The trick here is getting the right size bodysuit with the right fabric. You want it to stretch enough so that the fabric opens up and lets the silicone through in order to create a mechanical bond that will reinforce the weaker chemical bond to the fabric. For this reason you may want to order a bodysuit one size smaller than what the sizing chart recommends. Also, although there are fixes for it the thinner the better because convex areas can become more concave the thicker you make the skin. This means primarily nipples may not look exactly right if you make the skin too thick around them. The best way to fix this is either make the skin thinner in that area or make separate nipples and attach them later. This is also where using Sodium Polyacrylate as filling comes in handy because it can provide pressure from inside to push out the parts that should be convex.

Step 1
PREP THE MANNEQUIN

Put the Zentai suit on the mannequin and make sure you can see through it at least a little bit. This means that the suit is probably stretched enough to allow enough silicone through for a mechanical bond. Because there are variations in fabrics and silicones, I suggest you get some scrap pieces of the same exact fabric your suit is made of and stretch 3 or 4 pieces of your fabric to different degrees on top of some plastic with clamps to hold them at the ends then apply silicone like in the instructions below, let it cure and see which worked best by stretching them. The ideal bond will allow you to stretch it as far as it will go without the silicone forming cracks or peeling.

Remove the Zentai suit and turn it inside out for later.

Most mannequins come in pieces so they are easy to ship. After putting your mannequin together you will need to fill the seams where the parts join with sulfur free modeling clay (if you are using platinum silicone). To get it smooth, use a spray bottle filled with rubbing alcohol and a sponge. Spray the seams and wipe with the sponge, this will partially and very temporarily dissolve the oils in the clay. Repeat until clay is smooth with the edges of the mannequin parts.

OPTIONAL STEP: To create a vagina or fully encapsulated place to put a vagina insert you can attach a rod sticking out of the mannequin from where the entrance of the vagina opening would be that is long and wide enough for you. Since the skin will be turned inside out after it is done this will leave a hollow area for an insert. Or you can use some extremely softened silicone to make a gel and fill it with that! You can even use some of your modeling clay to make the labia majora.

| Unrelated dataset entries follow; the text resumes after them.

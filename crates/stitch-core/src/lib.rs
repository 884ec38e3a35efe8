//! Core interception-and-instrumentation pipeline for the `stitch` wrapper.
//!
//! One compile invocation's argument list goes through five stages: classify
//! which arguments are Rust source files, parse the whole set into a single
//! session, inject probe statements into configured function bodies, emit the
//! mutated trees under the build directory, and substitute the rewritten
//! paths back into the argument list at their original positions.
//!
//! Instrumentation is strictly best-effort: every error inside the pipeline
//! collapses to forwarding the original arguments unchanged, so a wrapped
//! build can never be broken by a failed injection.

pub mod classify;
pub mod emit;
pub mod error;
pub mod instrument;
pub mod pipeline;
pub mod probe;
pub mod rewrite;
pub mod session;

pub use error::{Error, Result};
pub use pipeline::Pipeline;
pub use probe::ProbeSpec;
pub use session::{ParseSession, SourceUnit};
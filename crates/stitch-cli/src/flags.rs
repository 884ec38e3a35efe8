//! Wrapper flag scanning and rustc compile-flag extraction.
//!
//! The wrapper only owns the leading run of argv: everything from the first
//! non-option token onward belongs to the wrapped toolchain and passes
//! through unexamined. Flags are declared in an explicit table and scanned
//! imperatively; a general CLI parser would have to be fought into ignoring
//! the whole toolchain tail.

use std::fmt;
use std::path::{Path, PathBuf};

use crate::{CliError, Result};

/// One wrapper flag: its name, whether it consumes a value, and where the
/// value lands.
struct FlagSpec {
    name: &'static str,
    takes_value: bool,
    apply: fn(&mut LeadingFlags, Option<&str>),
}

const FLAG_SPECS: &[FlagSpec] = &[
    FlagSpec {
        name: "--config",
        takes_value: true,
        apply: |flags, value| flags.config = value.map(PathBuf::from),
    },
    FlagSpec {
        name: "--probe",
        takes_value: true,
        apply: |flags, value| flags.probes.extend(value.map(str::to_owned)),
    },
    FlagSpec {
        name: "--statement",
        takes_value: true,
        apply: |flags, value| flags.statement = value.map(str::to_owned),
    },
    FlagSpec {
        name: "--package",
        takes_value: true,
        apply: |flags, value| flags.package = value.map(str::to_owned),
    },
    FlagSpec {
        name: "--verbose",
        takes_value: false,
        apply: |flags, _| flags.verbose = true,
    },
];

/// Wrapper options gathered from the leading argument run.
#[derive(Debug, Default, Clone)]
pub struct LeadingFlags {
    pub config: Option<PathBuf>,
    pub probes: Vec<String>,
    pub statement: Option<String>,
    pub package: Option<String>,
    pub verbose: bool,
}

/// Scans wrapper flags up to the first non-option token and returns them
/// together with that token's position. The token is the subcommand — the
/// path of the real toolchain binary — and its absence is an error: there is
/// nothing left to forward.
pub fn scan_leading_flags(args: &[String]) -> Result<(LeadingFlags, usize)> {
    let mut flags = LeadingFlags::default();
    let mut cursor = 0;
    while cursor < args.len() {
        let arg = &args[cursor];
        if !arg.starts_with('-') {
            return Ok((flags, cursor));
        }
        let (name, inline_value) = match arg.split_once('=') {
            Some((name, value)) => (name, Some(value)),
            None => (arg.as_str(), None),
        };
        let spec = FLAG_SPECS
            .iter()
            .find(|spec| spec.name == name)
            .ok_or_else(|| CliError::Command(format!("unknown wrapper flag `{name}`")))?;
        let value = if !spec.takes_value {
            None
        } else if inline_value.is_some() {
            inline_value
        } else {
            cursor += 1;
            let value = args.get(cursor).map(String::as_str).ok_or_else(|| {
                CliError::Command(format!("wrapper flag `{name}` expects a value"))
            })?;
            Some(value)
        };
        (spec.apply)(&mut flags, value);
        cursor += 1;
    }
    Err(CliError::Command(
        "missing toolchain command after wrapper flags".to_string(),
    ))
}

/// rustc flags the compile handler needs: which crate is being built and
/// where its output lands.
#[derive(Debug, Default, Clone)]
pub struct CompileFlags {
    pub crate_name: Option<String>,
    pub output: Option<PathBuf>,
    pub out_dir: Option<PathBuf>,
}

impl CompileFlags {
    /// Extracts `--crate-name`, `-o` and `--out-dir` from a rustc argument
    /// list. Every other flag is opaque and skipped, not interpreted.
    pub fn parse(args: &[String]) -> Self {
        let mut flags = Self::default();
        let mut cursor = 0;
        while cursor < args.len() {
            match args[cursor].as_str() {
                "--crate-name" => {
                    flags.crate_name = args.get(cursor + 1).cloned();
                    cursor += 1;
                }
                "-o" => {
                    flags.output = args.get(cursor + 1).map(PathBuf::from);
                    cursor += 1;
                }
                "--out-dir" => {
                    flags.out_dir = args.get(cursor + 1).map(PathBuf::from);
                    cursor += 1;
                }
                arg => {
                    if let Some(value) = arg.strip_prefix("--crate-name=") {
                        flags.crate_name = Some(value.to_string());
                    } else if let Some(value) = arg.strip_prefix("--out-dir=") {
                        flags.out_dir = Some(PathBuf::from(value));
                    }
                }
            }
            cursor += 1;
        }
        flags
    }

    /// The handler only has work to do when it knows which crate is building
    /// and where the build writes its output.
    pub fn is_valid(&self) -> bool {
        self.crate_name.is_some() && self.build_dir().is_some()
    }

    /// Directory receiving the instrumented copies: `--out-dir` when given,
    /// otherwise the parent of `-o`.
    pub fn build_dir(&self) -> Option<PathBuf> {
        if let Some(dir) = &self.out_dir {
            return Some(dir.clone());
        }
        self.output
            .as_ref()
            .and_then(|out| out.parent())
            .map(Path::to_path_buf)
    }
}

impl fmt::Display for CompileFlags {
    fn fmt(&self, f: &mut fmt::Formatter<'_>) -> fmt::Result {
        write!(
            f,
            "--crate-name={:?} -o={:?} --out-dir={:?}",
            self.crate_name, self.output, self.out_dir
        )
    }
}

Next you need to apply a mold release that is suitable for the type of silicone you are using, all over the mannequin. Follow the instructions recommended by the manufacturer, this isn’t rocket science.

Step 2
SILICONE SKIN COAT

QUICK TIP 1: Having a more liquid/flowable (lower cps aka centipoise) silicone for the first few coats makes this process much easier. Look at a CPS chart like this onehttp://www.cstsales.com/viscosity.html to get an idea of what cps numbers correlate to common liquids. For the first 2 coats you are probably going to want a 1,000 to 1,500 cps. Use silicone thinner or thickener as required. Remember that colored Flocking (if you use it) will slightly affect your silicone making it slightly thicker (higher) on the cps chart. It adds more realism to the skin but is not required.

QUICK TIP 2: It is a good idea to take notice of your silicone’s advertised cure time, as you will want a little longer to work on the first few coats. You may need to use some cure retarder depending on the silicone you are using.

Start by mixing enough of your silicone and skin shade pigment to cover your entire mannequin from neck to toes all in one go. Using cure retarder here helps you not be rushed so use it if you need. Apply a thin coat with a small to medium size paint/foam brush and let cure fully. I have come to like the foam brushes for thin coats because they are less expensive and seem to do a better job. You can use the paint brushes for the 3rd coat.

After first coat has cured, apply a second coat exactly as the first and let cure.

The 3rd coat doesn’t need flocking and should be a little thicker and this time you probably want to use cure retarder because you are going to need enough time to apply a coat, then put the Zentai suit on your mannequin while it is still un-cured, mix another batch of silicone and apply that coat over the Zentai suit, all before the coat underneath cures!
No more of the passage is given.